#### REQUIRED ACTION
Copy exactly the lines from the first line of the records below through the line containing "let ctrl_c = async", including both, and nothing else.

====================

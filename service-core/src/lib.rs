//! service-core: Shared infrastructure for the flashcard workspace.
pub mod config;
pub mod error;
pub mod middleware;
pub mod observability;

pub use axum;
pub use serde;
pub use serde_json;
pub use tokio;
pub use tower;
pub use tower_http;
pub use tracing;
pub use validator;
use flashcard_service::config::FlashcardConfig;
use flashcard_service::startup::Application;
use service_core::observability::init_tracing;
use tokio::signal;

async fn shutdown_signal() {
    let ctrl_c = async {
        if let Err(e) = signal::ctrl_c().await {
            tracing::error!("Failed to install Ctrl+C handler: {}", e);
        }
    };

    #[cfg(unix)]
    let terminate = async {
        match signal::unix::signal(signal::unix::SignalKind::terminate()) {
            Ok(mut sigterm) => {
                sigterm.recv().await;
            }
            Err(e) => {
                tracing::error!("Failed to install SIGTERM handler: {}", e);
                std::future::pending::<()>().await;
            }
        }
    };

    #[cfg(not(unix))]
    let terminate = std::future::pending::<()>();

    tokio::select! {
        _ = ctrl_c => {},
        _ = terminate => {},
    }

    tracing::info!("Shutdown signal received");
}

#[tokio::main]
async fn main() -> std::io::Result<()> {
    let config = FlashcardConfig::load().map_err(|e| {
        eprintln!("Failed to load configuration: {}", e);
        std::io::Error::other(format!("Configuration error: {}", e))
    })?;

    let otlp_endpoint = std::env::var("OTLP_ENDPOINT").ok();
    init_tracing(
        "flashcard-service",
        &config.common.log_level,
        otlp_endpoint.as_deref(),
    );

    let app = Application::build(config).await.map_err(|e| {
        tracing::error!("Failed to build application: {}", e);
        std::io::Error::other(format!("Startup error: {}", e))
    })?;

    app.run_with_graceful_shutdown(shutdown_signal()).await
}
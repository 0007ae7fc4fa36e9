use crate::dtos::UploadResponse;
use crate::middleware::SessionKey;
use crate::models::{parse_flashcards, Flashcard, MediaReference, Part, Turn};
use crate::services::StagedMedia;
use crate::startup::AppState;
use axum::{
    body::Bytes,
    extract::{Multipart, State},
    Json,
};
use service_core::error::AppError;

/// Multipart field carrying the media file.
const FILE_FIELD: &str = "file";

/// Prompt sent alongside the uploaded media.
pub const ANALYSIS_PROMPT: &str = "Analyze this media. Extract 4 deep scholarly concepts as \
'Flashcards'. Return ONLY a JSON array of objects: [{\"title\": \"...\", \"description\": \"...\"}]";

/// Canned model turn that closes the seed history.
pub const ACKNOWLEDGEMENT: &str = "I have assimilated the media. We may begin our inquiry.";

struct UploadedFile {
    filename: String,
    mime_type: String,
    data: Bytes,
}

pub async fn upload_media(
    State(state): State<AppState>,
    session: SessionKey,
    mut multipart: Multipart,
) -> Result<Json<UploadResponse>, AppError> {
    let upload = read_file_field(&mut multipart).await?;

    tracing::info!(
        session = %session.as_str(),
        filename = %upload.filename,
        mime_type = %upload.mime_type,
        size = upload.data.len(),
        "Media upload started"
    );

    let staged = state.media_store.store(&upload.data, &upload.filename).await?;
    let outcome = extract_flashcards(&state, &staged, &upload).await;
    let released = staged.release().await;

    let (media, flashcards) = outcome?;
    released?;

    let history = vec![
        Turn::user(vec![
            Part::text(format!("Context: {}", upload.filename)),
            Part::media(media),
        ]),
        Turn::model_text(ACKNOWLEDGEMENT),
    ];

    let key = session.as_str();
    match state.sessions.conversation_lock(key) {
        Some(lock) => {
            let _guard = lock.lock().await;
            state.sessions.reset(key, history, flashcards.clone());
        }
        None => state.sessions.reset(key, history, flashcards.clone()),
    }

    tracing::info!(
        session = %key,
        flashcard_count = flashcards.len(),
        "Media upload completed"
    );

    Ok(Json(UploadResponse { flashcards }))
}

async fn read_file_field(multipart: &mut Multipart) -> Result<UploadedFile, AppError> {
    while let Some(field) = multipart.next_field().await.map_err(|e| {
        AppError::BadRequest(anyhow::anyhow!("Failed to read multipart field: {}", e))
    })? {
        if field.name() != Some(FILE_FIELD) {
            continue;
        }

        let filename = field.file_name().unwrap_or("upload").to_string();
        let mime_type = field
            .content_type()
            .map(str::to_string)
            .unwrap_or_else(|| {
                mime_guess::from_path(&filename)
                    .first_or_octet_stream()
                    .essence_str()
                    .to_string()
            });
        let data = field.bytes().await.map_err(|e| {
            AppError::BadRequest(anyhow::anyhow!("Failed to read file bytes: {}", e))
        })?;

        return Ok(UploadedFile {
            filename,
            mime_type,
            data,
        });
    }

    Err(AppError::BadRequest(anyhow::anyhow!("No file uploaded")))
}

async fn extract_flashcards(
    state: &AppState,
    staged: &StagedMedia,
    upload: &UploadedFile,
) -> Result<(MediaReference, Vec<Flashcard>), AppError> {
    let media = state
        .gateway
        .upload_media(staged.path(), &upload.mime_type, &upload.filename)
        .await
        .map_err(|e| {
            tracing::error!(filename = %upload.filename, error = %e, "Media upload to provider failed");
            e
        })?;

    let raw = state
        .gateway
        .converse(&[Part::text(ANALYSIS_PROMPT), Part::media(media.clone())], &[])
        .await?;

    Ok((media, parse_flashcards(&raw)))
}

====================

#### RESULT OF THE EXERCISE
filename service-core/src/lib.rs
//! service-core: Shared infrastructure for the flashcard workspace.
pub mod config;
pub mod error;
pub mod middleware;
pub mod observability;

pub use axum;
pub use serde;
pub use serde_json;
pub use tokio;
pub use tower;
pub use tower_http;
pub use tracing;
pub use validator;
use flashcard_service::config::FlashcardConfig;
use flashcard_service::startup::Application;
use service_core::observability::init_tracing;
use tokio::signal;

async fn shutdown_signal() {
    let ctrl_c = async {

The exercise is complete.